Malam Sebelum Hari Kepergian Arga

“Sha, udah tidur belum?”

Arga mengetuk pintu kamar Resha perlahan. Ia berharap akan ada balasan dari perempuan itu. Tak berapa lama kemudian, pintu itu pun terbuka. Resha membuka pintu dengan mukanya yang nampak tidak baik-baik saja setelah ia memikirkan perkataan Bima.

“Masuk aja.”

“Masuk ke kamar lo? Emang gapapa?”

“Gapapa, Ga. Masuk aja.”

Arga akhirnya masuk ke dalam ruangan itu untuk pertama kalinya. Ia segera duduk di ranjang Resha ketika perempuan itu menepuk tempat kosong di sebelahnya.

“Maaf ya gue ganggu malem-malem gini. Gue pengen ngobrol banyak hal sama lo, itung-itung sekalian ngabisin waktu.”

“Mau ngobrol apa?”

“Hmm ... gak jadi ngobrol deh, gue pengen ngeliatin lo sepuasnya aja hehe ....”

“Jangan gitu, ntar gue salting.”

“Bisa salting juga lo? Hahahaha ....”

“Kok lo masih bisa ketawa sih, Ga?”

“Kan gue bahagia. Gue bahagia terus kalo di samping lo.”

Resha diam tak merespon. Ia benar-benar masih tidak sanggup menatap Arga yang kini tengah memandangnya dengan senyumannya yang begitu damai. Ia akhirnya hanya melihat ke luar jendela, melihat langit yang gelap gulita tanpa ada bintang di sana.

“Maafin gue ya Sha, gue cuma sementara.”

“Gak perlu minta maaf, Arga.”

“Lo janji ya harus kuat dan bahagia ngelanjutin hidup lo setelah gue pergi? Lo boleh kok lupain gue dan anggap gue gak pernah ada.”

“Iya, janji. Tapi kalo ngelupain lo dan nganggep lo gak pernah ada, gue gak bisa lakuin itu.”

“Gue gak mau lo malah sedih kalo inget gue, Sha.”

“Gue kan udah janji bakal bahagia.”

“Hmm iya deh ... janji beneran, ya?”

“Iya. Ga, tentang wishlist lo gimana? Ada lagi gak yang pengen lo lakuin? Ayo lakuin sekarang! Kita lakuin apapun keinginan lo sebanyak-banyaknya.”

Arga tersenyum saat Resha masih saja mengingat tentang wishlist-nya itu. Ia pun teringat saat awal-awal ia memberi tahu Resha untuk menemaninya menjalankan hal-hal yang ada dalam daftar keinginannya.

Wishlist ya? Tinggal satu lagi kok, Sha. Tapi gue gak bakal kasih tau sekarang. Kalo gue kasih tau sekarang, ntar lo belum siap.”

“Belum siap gimana?”

“Setelah gue bilang wish gue yang terakhir itu, gue bakal bener-bener pergi, Sha ....”

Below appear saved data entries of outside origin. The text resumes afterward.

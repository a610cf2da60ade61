use std::path::PathBuf;
use std::process;
use std::sync::Arc;

use clap::{Parser, ValueEnum};
use log::warn;

use cortex::models::{parse_port_range, ScanMode, ScanResult, ScanState};
use cortex::probes::{self, ProbeCatalogue};
use cortex::scanner;
use cortex::tasks::ScanModes;

/// Concurrent port scanner with probe-based service detection
#[derive(Parser)]
#[clap(author, version, about, long_about = None)]
struct Args {
    /// Target hostnames or IP addresses
    #[clap(value_parser, required = true)]
    hosts: Vec<String>,

    /// Port range to scan, e.g. 22-80
    #[clap(short, long, default_value = "1-1000")]
    ports: String,

    /// Scan mode (syn and udp require root/admin)
    #[clap(short, long, value_enum, default_value = "connect")]
    mode: ModeArg,

    /// Path to an nmap-service-probes file for service detection
    #[clap(long, default_value = "nmap-service-probes")]
    probes: PathBuf,

    /// Output results in JSON format
    #[clap(short, long)]
    json: bool,

    /// Enable verbose output
    #[clap(short, long)]
    verbose: bool,
}

/// Enum for scan modes from the CLI
#[derive(Copy, Clone, PartialEq, Eq, ValueEnum)]
enum ModeArg {
    Connect,
    Syn,
    Udp,
}

impl From<ModeArg> for ScanMode {
    fn from(arg: ModeArg) -> Self {
        match arg {
            ModeArg::Connect => ScanMode::Connect,
            ModeArg::Syn => ScanMode::Syn,
            ModeArg::Udp => ScanMode::Udp,
        }
    }
}

#[tokio::main]
async fn main() {
    let args = Args::parse();

    let log_level = if args.verbose { "debug" } else { "info" };
    env_logger::Builder::from_env(env_logger::Env::default().default_filter_or(log_level))
        .format_timestamp_secs()
        .init();

    // A missing probe file degrades to plain port scanning rather than
    // aborting the run.
    let catalogue = match probes::load_probes(&args.probes) {
        Ok((probes, stats)) => {
            println!("Loaded {} service detection probes", stats.probe_count);
            Arc::new(ProbeCatalogue::new(probes))
        }
        Err(e) => {
            warn!("could not load service probes: {}", e);
            warn!("continuing with basic port scanning without service detection");
            Arc::new(ProbeCatalogue::empty())
        }
    };

    let (start_port, end_port) = match parse_port_range(&args.ports) {
        Ok(range) => range,
        Err(e) => {
            eprintln!("Error: {}", e);
            process::exit(1);
        }
    };

    let mode = ScanMode::from(args.mode);
    let modes = ScanModes::new();
    let (worker, worker_count) = match modes.resolve(mode).await {
        Ok(resolved) => resolved,
        Err(e) => {
            eprintln!("Error: {}", e);
            if mode != ScanMode::Connect {
                eprintln!(
                    "{} scan requires elevated privileges. Try: sudo cortex --mode {} ...",
                    mode, mode
                );
            }
            process::exit(1);
        }
    };

    let results =
        scanner::execute_scan(&args.hosts, start_port, end_port, worker, worker_count, catalogue)
            .await;

    if args.json {
        output_json(&results);
    } else {
        output_plain_text(&results);
    }
}

/// Print results as pretty JSON
fn output_json(results: &[ScanResult]) {
    match serde_json::to_string_pretty(results) {
        Ok(encoded) => println!("{}", encoded),
        Err(e) => eprintln!("Error encoding to JSON: {}", e),
    }
}

/// Print open ports in human-readable form, one per line, with the service
/// name or the first line of the banner when one was captured
fn output_plain_text(results: &[ScanResult]) {
    for result in results {
        if result.state != ScanState::Open {
            continue;
        }
        if result.service.is_empty() {
            println!("{}:{} - {}", result.host, result.port, result.state);
        } else {
            let first_line = result.service.lines().next().unwrap_or_default();
            let mut banner: String = first_line.chars().take(100).collect();
            if banner.len() < first_line.len() {
                banner.push_str("...");
            }
            println!("{}:{} - {} - {}", result.host, result.port, result.state, banner);
        }
    }
}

Hening. Suasana di sana tiba-tiba menjadi hening karena tiada respon apapun dari perempuan yang sekarang masih menatap jendela yang berada tepat di belakang Arga. Ia sebenarnya sudah mengantisipasi bahwa hal ini akan terjadi. Arga pasti akan mengatakan tentang kepergiannya malam ini.

“Jadi, kapan menurut lo gue bakal siap, Ga?”

“Besok. Lo harus anter gue, ya?”

Resha menahan air matanya. Ia benar-benar tak kuat menatap Arga. Mendengar kata bahwa ia harus mengantar kepergian lelaki yang kini ia cintai itu, hatinya terasa sangat pilu.

“Oh iya, gue pengen liat lo pake kalung mama gue. Besok lo pake, ya?”

“Tapi itu kan kalung mama lo, Ga?”

“Mama gue pasti seneng kalo kalungnya dipake sama perempuan kesayangan anaknya.”

“Iya udah kalo itu mau lo. Ga, gue boleh gak minta satu hal ke lo?”

“Apa?”

“Gue pengen meluk lo lama banget. Boleh, kan?”

Lelaki itu tersenyum lagi saat mendengar permintaan Resha. Ia segera merentangkan kedua tangannya lebar-lebar dan langsung disambut oleh Resha. Ia mendekap Resha dengan senyumannya, ia tak ingin berlarut-larut dalam kesedihan di malam sebelum kepergiannya.

“Udah gue kasih pelukan gini, lo janji ya besok bakal jadi Resha yang lebih kuat?”

“Semoga aja ya, Ga ....”

“Kuat ya, Sha. Gue pengen besok liat lo ngelepas gue dengan bahagia.”